Now, the bottom channel – the most thought-provoking of the project. I didn’t want to have mounting tabs showing at the ends of the bottom channel, but I wanted to secure the glass in place, too. What I decided to do was install four #6X1/4” sheet metal screws through the top channel, just installed, and through the Plexiglas to hold it in place. I painted them black, and they become invisible when installed. I installed the bottom channel, and then installed another four, black, sheet metal screws in the bottom channel and that completed the job (almost).
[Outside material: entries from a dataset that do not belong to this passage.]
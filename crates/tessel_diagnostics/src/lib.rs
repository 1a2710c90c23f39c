//! Diagnostics reported while importing a netlist.
//!
//! A [`Diagnostic`] carries a severity, a stable [`DiagnosticCode`], a message
//! and an optional source location in the original design files. Recoverable
//! conditions are collected in a [`DiagnosticSink`]; [`PlainRenderer`] turns
//! them into text for the surrounding driver.

#![warn(missing_docs)]

pub mod code;
pub mod diagnostic;
pub mod renderer;
pub mod severity;
pub mod sink;

pub use code::{Category, DiagnosticCode};
pub use diagnostic::Diagnostic;
pub use renderer::{DiagnosticRenderer, PlainRenderer};
pub use severity::Severity;
pub use sink::DiagnosticSink;
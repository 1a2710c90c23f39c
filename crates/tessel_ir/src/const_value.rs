//! Constant values for cell parameters and attributes.

use serde::{Deserialize, Serialize};
use tessel_common::LogicVec;

/// A constant attached to a wire, cell, memory or module as an attribute.
#[derive(Debug, Clone, PartialEq, Serialize, Deserialize)]
pub enum ConstValue {
    /// An integer constant.
    Int(i64),
    /// A bit pattern, e.g. the `init` value of a wire.
    Logic(LogicVec),
    /// A string, e.g. the `src` location.
    String(String),
    /// A flag, e.g. `blackbox`.
    Bool(bool),
}

impl ConstValue {
    /// Returns the bit pattern if this is a [`ConstValue::Logic`].
    pub fn as_logic(&self) -> Option<&LogicVec> {
        match self {
            ConstValue::Logic(v) => Some(v),
            _ => None,
        }
    }

    /// Returns the string if this is a [`ConstValue::String`].
    pub fn as_str(&self) -> Option<&str> {
        match self {
            ConstValue::String(s) => Some(s),
            _ => None,
        }
    }
}
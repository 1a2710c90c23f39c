//! Tags and small enumerations of the external netlist model.

use crate::ids::{InstanceId, NetBusId, NetId, NetlistId, PortBusId, PortId};
use serde::{Deserialize, Serialize};
use std::fmt;

/// Direction of a port or port-bus.
#[derive(Clone, Copy, PartialEq, Eq, Hash, Debug, Serialize, Deserialize)]
pub enum Direction {
    /// Data flows into the netlist.
    In,
    /// Data flows out of the netlist.
    Out,
    /// Bidirectional.
    InOut,
}

impl Direction {
    /// Returns `true` for `In` and `InOut`.
    pub fn is_input(self) -> bool {
        matches!(self, Direction::In | Direction::InOut)
    }

    /// Returns `true` for `Out` and `InOut`.
    pub fn is_output(self) -> bool {
        matches!(self, Direction::Out | Direction::InOut)
    }
}

/// The function of a port on a primitive or operator, used by the typed pin accessors.
#[derive(Clone, Copy, PartialEq, Eq, Hash, Debug, Serialize, Deserialize)]
pub enum PortRole {
    /// Single data input, or the combined input bus of an operator.
    Input,
    /// First operand.
    Input1,
    /// Second operand.
    Input2,
    /// Result.
    Output,
    /// Select, enable or write-enable.
    Control,
    /// Clock.
    Clock,
    /// Asynchronous set.
    Set,
    /// Asynchronous reset.
    Reset,
    /// Carry in.
    Cin,
    /// Carry out.
    Cout,
}

impl PortRole {
    /// The port name used for this role by [`NetlistDb`](crate::NetlistDb) views.
    pub fn default_name(self) -> &'static str {
        match self {
            PortRole::Input => "i",
            PortRole::Input1 => "a",
            PortRole::Input2 => "b",
            PortRole::Output => "o",
            PortRole::Control => "c",
            PortRole::Clock => "clk",
            PortRole::Set => "set",
            PortRole::Reset => "reset",
            PortRole::Cin => "cin",
            PortRole::Cout => "cout",
        }
    }

    /// The direction of a port playing this role.
    pub fn direction(self) -> Direction {
        match self {
            PortRole::Output | PortRole::Cout => Direction::Out,
            _ => Direction::In,
        }
    }
}

macro_rules! instance_types {
    ($($(#[$meta:meta])* $variant:ident => $name:literal, $operator:literal;)+) => {
        /// Closed enumeration of the type tags the front end assigns to netlists.
        ///
        /// Every netlist has a tag; an instance has the tag of the netlist it
        /// instantiates. `User` marks an ordinary hierarchical sub-circuit.
        #[derive(Clone, Copy, PartialEq, Eq, Hash, Debug, Serialize, Deserialize)]
        pub enum InstanceType {
            $($(#[$meta])* $variant,)+
        }

        impl InstanceType {
            /// Every tag, in declaration order.
            pub const ALL: &'static [InstanceType] = &[$(InstanceType::$variant,)+];

            /// Short lowercase name of the tag.
            pub fn name(self) -> &'static str {
                match self {
                    $(InstanceType::$variant => $name,)+
                }
            }

            /// Returns `true` for word-level operators.
            pub fn is_operator(self) -> bool {
                match self {
                    $(InstanceType::$variant => $operator,)+
                }
            }
        }
    };
}

instance_types! {
    /// 2-input AND.
    And => "and", false;
    /// 2-input NAND.
    Nand => "nand", false;
    /// 2-input OR.
    Or => "or", false;
    /// 2-input NOR.
    Nor => "nor", false;
    /// 2-input XOR.
    Xor => "xor", false;
    /// 2-input XNOR.
    Xnor => "xnor", false;
    /// Buffer.
    Buf => "buf", false;
    /// Inverter.
    Inv => "inv", false;
    /// 2-to-1 multiplexer.
    Mux => "mux", false;
    /// Tri-state buffer.
    Tri => "tri", false;
    /// 1-bit full adder.
    FullAdder => "fadd", false;
    /// Flip-flop with asynchronous set and reset.
    DffRs => "dffrs", false;
    /// Latch with asynchronous set and reset.
    DlatchRs => "dlatchrs", false;
    /// Constant 1 driver.
    Pwr => "pwr", false;
    /// Constant 0 driver.
    Gnd => "gnd", false;
    /// Undefined driver.
    X => "x", false;
    /// High-impedance driver.
    Z => "z", false;
    /// Pull-up.
    Pullup => "pullup", false;
    /// Pull-down.
    Pulldown => "pulldown", false;
    /// Rising-edge detector feeding a sampler.
    SvaPosedge => "sva_posedge", false;
    /// Samples a value on a detected edge.
    SvaAt => "sva_at", false;
    /// Immediate assertion.
    SvaImmediateAssert => "sva_immediate_assert", false;
    /// Clocked assertion.
    SvaAssert => "sva_assert", false;
    /// Immediate assumption.
    SvaImmediateAssume => "sva_immediate_assume", false;
    /// Clocked assumption.
    SvaAssume => "sva_assume", false;
    /// Immediate cover.
    SvaImmediateCover => "sva_immediate_cover", false;
    /// Clocked cover.
    SvaCover => "sva_cover", false;
    /// Adder with carry in and out.
    Adder => "adder", true;
    /// Multiplier.
    Multiplier => "multiplier", true;
    /// Divider.
    Divider => "divider", true;
    /// Modulo.
    Modulo => "modulo", true;
    /// Remainder.
    Remainder => "remainder", true;
    /// Left shift.
    ShiftLeft => "shift_left", true;
    /// Right shift, logical or arithmetic depending on carry in.
    ShiftRight => "shift_right", true;
    /// Binary to one-hot decoder.
    Decoder => "decoder", true;
    /// Decoder gated by an enable.
    EnabledDecoder => "enabled_decoder", true;
    /// AND reduction.
    ReduceAnd => "reduce_and", true;
    /// OR reduction.
    ReduceOr => "reduce_or", true;
    /// XOR reduction.
    ReduceXor => "reduce_xor", true;
    /// XNOR reduction.
    ReduceXnor => "reduce_xnor", true;
    /// `<` or `<=` depending on carry in.
    LessThan => "lessthan", true;
    /// Bitwise AND.
    WideAnd => "wide_and", true;
    /// Bitwise OR.
    WideOr => "wide_or", true;
    /// Bitwise XOR.
    WideXor => "wide_xor", true;
    /// Bitwise XNOR.
    WideXnor => "wide_xnor", true;
    /// Wide buffer.
    WideBuf => "wide_buf", true;
    /// Wide inverter.
    WideInv => "wide_inv", true;
    /// Subtraction.
    Minus => "minus", true;
    /// Negation.
    UnaryMinus => "uminus", true;
    /// Equality.
    Equal => "equal", true;
    /// Inequality.
    NotEqual => "notequal", true;
    /// Wide 2-to-1 multiplexer.
    WideMux => "wide_mux", true;
    /// Wide tri-state buffer.
    WideTri => "wide_tri", true;
    /// Wide flip-flop with per-bit set and reset.
    WideDffRs => "wide_dffrs", true;
    /// Memory read port.
    ReadPort => "read_port", true;
    /// Memory write port.
    WritePort => "write_port", true;
    /// Clocked memory write port.
    ClockedWritePort => "clocked_write_port", true;
    /// One-hot selector.
    Selector => "selector", true;
    /// Wide one-hot selector.
    WideSelector => "wide_selector", true;
    /// Priority selector.
    PrioritySelector => "priority_selector", true;
    /// Exponentiation.
    Power => "power", true;
    /// A hierarchical sub-circuit.
    User => "user", false;
}

impl InstanceType {
    /// Returns `true` for bit-level primitives.
    pub fn is_primitive(self) -> bool {
        !self.is_operator() && self != InstanceType::User
    }
}

impl fmt::Display for InstanceType {
    fn fmt(&self, f: &mut fmt::Formatter<'_>) -> fmt::Result {
        f.write_str(self.name())
    }
}

/// Any object of the netlist model that carries attributes and a source location.
#[derive(Clone, Copy, PartialEq, Eq, Hash, Debug)]
pub enum Object {
    /// A netlist.
    Netlist(NetlistId),
    /// A port.
    Port(PortId),
    /// A port-bus.
    PortBus(PortBusId),
    /// A net.
    Net(NetId),
    /// A net-bus.
    NetBus(NetBusId),
    /// An instance.
    Instance(InstanceId),
}

#[cfg(test)]
mod tests {
    use super::*;
    use std::collections::HashSet;

    #[test]
    fn all_is_complete_and_unique() {
        let names: HashSet<&str> = InstanceType::ALL.iter().map(|t| t.name()).collect();
        assert_eq!(names.len(), InstanceType::ALL.len());
        assert!(InstanceType::ALL.contains(&InstanceType::User));
        assert!(InstanceType::ALL.contains(&InstanceType::Power));
    }

    #[test]
    fn classification() {
        assert!(InstanceType::Adder.is_operator());
        assert!(InstanceType::ReadPort.is_operator());
        assert!(InstanceType::And.is_primitive());
        assert!(!InstanceType::User.is_primitive());
        assert!(!InstanceType::User.is_operator());
    }

    #[test]
    fn role_directions() {
        assert_eq!(PortRole::Cout.direction(), Direction::Out);
        assert_eq!(PortRole::Clock.direction(), Direction::In);
        assert!(Direction::InOut.is_input() && Direction::InOut.is_output());
    }

    #[test]
    fn kinds_serialize_by_name() {
        let json = serde_json::to_string(&InstanceType::ClockedWritePort).unwrap();
        assert_eq!(json, "\"ClockedWritePort\"");
        let back: PortRole = serde_json::from_str("\"Cout\"").unwrap();
        assert_eq!(back, PortRole::Cout);
    }
}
http://i49.photobucket.com/alb...FittedPlexiglass.jpg
The last thing to do was install 1⁄2” wide Velcro between the bottom channel and the tonneau cover. You can use the self-adhesive Velcro to get it located by putting the two pieces together and sticking it onto the bottom channel, then gently pushing the tonneau from the underside upwards to stick it to the bottom channel Velcro piece. You can then use a screw driver to gently “unzip” the two pieces of Velcro. I’ve found that the Velcro adhesive isn’t adequate to hold up under normal wind buffets at speed, so I marked along one edge of the Velcro on the tonneau, removed the Velcro and re-glued it with Dap Butyl Rubber-based contact cement. Then I removed the Velcro from the bottom channel and re-glued it with the same DAP contact cement (it’s pretty good stuff). That combination has been holding for about 6 years, now.
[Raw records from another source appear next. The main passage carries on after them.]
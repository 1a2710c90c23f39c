//! Errors raised by IR mutation helpers.

use tessel_common::Ident;

/// A structural rule of the IR was violated.
#[derive(Debug, Clone, PartialEq, Eq, thiserror::Error)]
pub enum IrError {
    /// A wire, cell or memory name is already taken in the module.
    #[error("name {0:?} is already used in this module")]
    DuplicateName(Ident),

    /// A module with this name already exists in the design.
    #[error("module {0:?} already exists in the design")]
    DuplicateModule(Ident),

    /// Both sides of an assignment must have the same width.
    #[error("assignment width mismatch: target is {target} bits, value is {value} bits")]
    WidthMismatch {
        /// Width of the assignment target.
        target: u32,
        /// Width of the assigned value.
        value: u32,
    },
}
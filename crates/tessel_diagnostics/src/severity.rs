//! Diagnostic severity levels.

use serde::{Deserialize, Serialize};
use std::fmt;

/// The severity level of a diagnostic, ordered from least to most severe.
#[derive(Clone, Copy, PartialEq, Eq, PartialOrd, Ord, Hash, Debug, Serialize, Deserialize)]
pub enum Severity {
    /// Additional context.
    Note,
    /// A construct was imported through a fallback path.
    Warning,
    /// The import run cannot continue.
    Error,
}

impl Severity {
    /// Returns `true` if this severity is [`Error`](Severity::Error).
    pub fn is_error(self) -> bool {
        self == Severity::Error
    }
}

impl fmt::Display for Severity {
    fn fmt(&self, f: &mut fmt::Formatter<'_>) -> fmt::Result {
        match self {
            Severity::Note => write!(f, "note"),
            Severity::Warning => write!(f, "warning"),
            Severity::Error => write!(f, "error"),
        }
    }
}
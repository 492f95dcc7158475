//! Triangle lists for the geoms of a scene.
//!
//! Every geom is flat shaded: planes become a single quad, boxes a cuboid
//! and spheres the cube that bounds them. Triangles wind counter-clockwise
//! seen from outside so back-face culling works without a depth buffer for
//! the simple scenes this viewer targets.

use bytemuck::{Pod, Zeroable};
use physics::{Geom, Model, Shape, State, Vec3};

/// Vertex layout consumed by `shader.wgsl`.
#[repr(C)]
#[derive(Clone, Copy, Debug, PartialEq, Pod, Zeroable)]
pub struct Vertex {
    pub position: [f32; 3],
    pub color: [f32; 3],
}

impl Vertex {
    const ATTRIBUTES: [wgpu::VertexAttribute; 2] =
        wgpu::vertex_attr_array![0 => Float32x3, 1 => Float32x3];

    #[must_use]
    pub fn layout() -> wgpu::VertexBufferLayout<'static> {
        wgpu::VertexBufferLayout {
            array_stride: std::mem::size_of::<Self>() as wgpu::BufferAddress,
            step_mode: wgpu::VertexStepMode::Vertex,
            attributes: &Self::ATTRIBUTES,
        }
    }
}

/// Light direction for the per-face shading factor.
const LIGHT: Vec3 = Vec3::new(0.3, -0.5, 1.0);
const AMBIENT: f32 = 0.45;

/// Outward normal and tangent pair of each cuboid face, with `u × v = n`.
const CUBOID_FACES: [(Vec3, Vec3, Vec3); 6] = [
    (Vec3::X, Vec3::Y, Vec3::Z),
    (Vec3::new(-1.0, 0.0, 0.0), Vec3::Z, Vec3::Y),
    (Vec3::Y, Vec3::Z, Vec3::X),
    (Vec3::new(0.0, -1.0, 0.0), Vec3::X, Vec3::Z),
    (Vec3::Z, Vec3::X, Vec3::Y),
    (Vec3::new(0.0, 0.0, -1.0), Vec3::Y, Vec3::X),
];

/// Build the triangle list of every geom, static geoms first.
#[must_use]
pub fn scene_vertices(model: &Model, state: &State) -> Vec<Vertex> {
    let mut vertices = Vec::new();
    for geom in &model.static_geoms {
        push_geom(&mut vertices, geom, Vec3::ZERO);
    }
    for (body, pos) in model.bodies.iter().zip(&state.positions) {
        for geom in &body.geoms {
            push_geom(&mut vertices, geom, *pos);
        }
    }
    vertices
}

fn push_geom(out: &mut Vec<Vertex>, geom: &Geom, frame_pos: Vec3) {
    let center = frame_pos + geom.offset;
    let color = [geom.rgba[0], geom.rgba[1], geom.rgba[2]];
    match geom.shape {
        Shape::Plane { normal, half_size } => {
            let (u, v) = tangent_basis(normal);
            push_quad(
                out,
                center,
                u * half_size[0],
                v * half_size[1],
                shade(color, normal),
            );
        }
        Shape::Sphere { radius } => {
            push_cuboid(out, center, Vec3::new(radius, radius, radius), color);
        }
        Shape::Box { half_extents } => push_cuboid(out, center, half_extents, color),
    }
}

fn push_cuboid(out: &mut Vec<Vertex>, center: Vec3, half: Vec3, color: [f32; 3]) {
    for (normal, u, v) in CUBOID_FACES {
        push_quad(
            out,
            center + scale(normal, half),
            scale(u, half),
            scale(v, half),
            shade(color, normal),
        );
    }
}

/// Two triangles spanning `center ± u ± v`, facing `u × v`.
fn push_quad(out: &mut Vec<Vertex>, center: Vec3, u: Vec3, v: Vec3, color: [f32; 3]) {
    let corners = [
        center - u - v,
        center + u - v,
        center + u + v,
        center - u + v,
    ];
    for index in [0, 1, 2, 0, 2, 3] {
        out.push(Vertex {
            position: corners[index].to_array(),
            color,
        });
    }
}

/// Orthonormal `(u, v)` with `u × v = normal`.
fn tangent_basis(normal: Vec3) -> (Vec3, Vec3) {
    let helper = if normal.x.abs() < 0.9 { Vec3::X } else { Vec3::Y };
    let u = (helper - normal * helper.dot(normal)).normalize();
    (u, normal.cross(u))
}

fn scale(axis: Vec3, half: Vec3) -> Vec3 {
    Vec3::new(axis.x * half.x, axis.y * half.y, axis.z * half.z)
}

fn shade(color: [f32; 3], normal: Vec3) -> [f32; 3] {
    let diffuse = normal.dot(LIGHT.normalize()).max(0.0);
    let factor = AMBIENT + (1.0 - AMBIENT) * diffuse;
    color.map(|c| c * factor)
}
http://i49.photobucket.com/alb...356/CompleteRear.jpg
This set-up blocks pretty much everything coming from the rear of the car. You still get a little buffeting from the sides, but no where near what it used to be. The cockpit noise has also been greatly reduced such that you can now talk with your rider without shouting and you can actually hear the radio (when the exhaust noise has subsided!!) All in all, it was very much worth the two hours effort to fabricate and install it.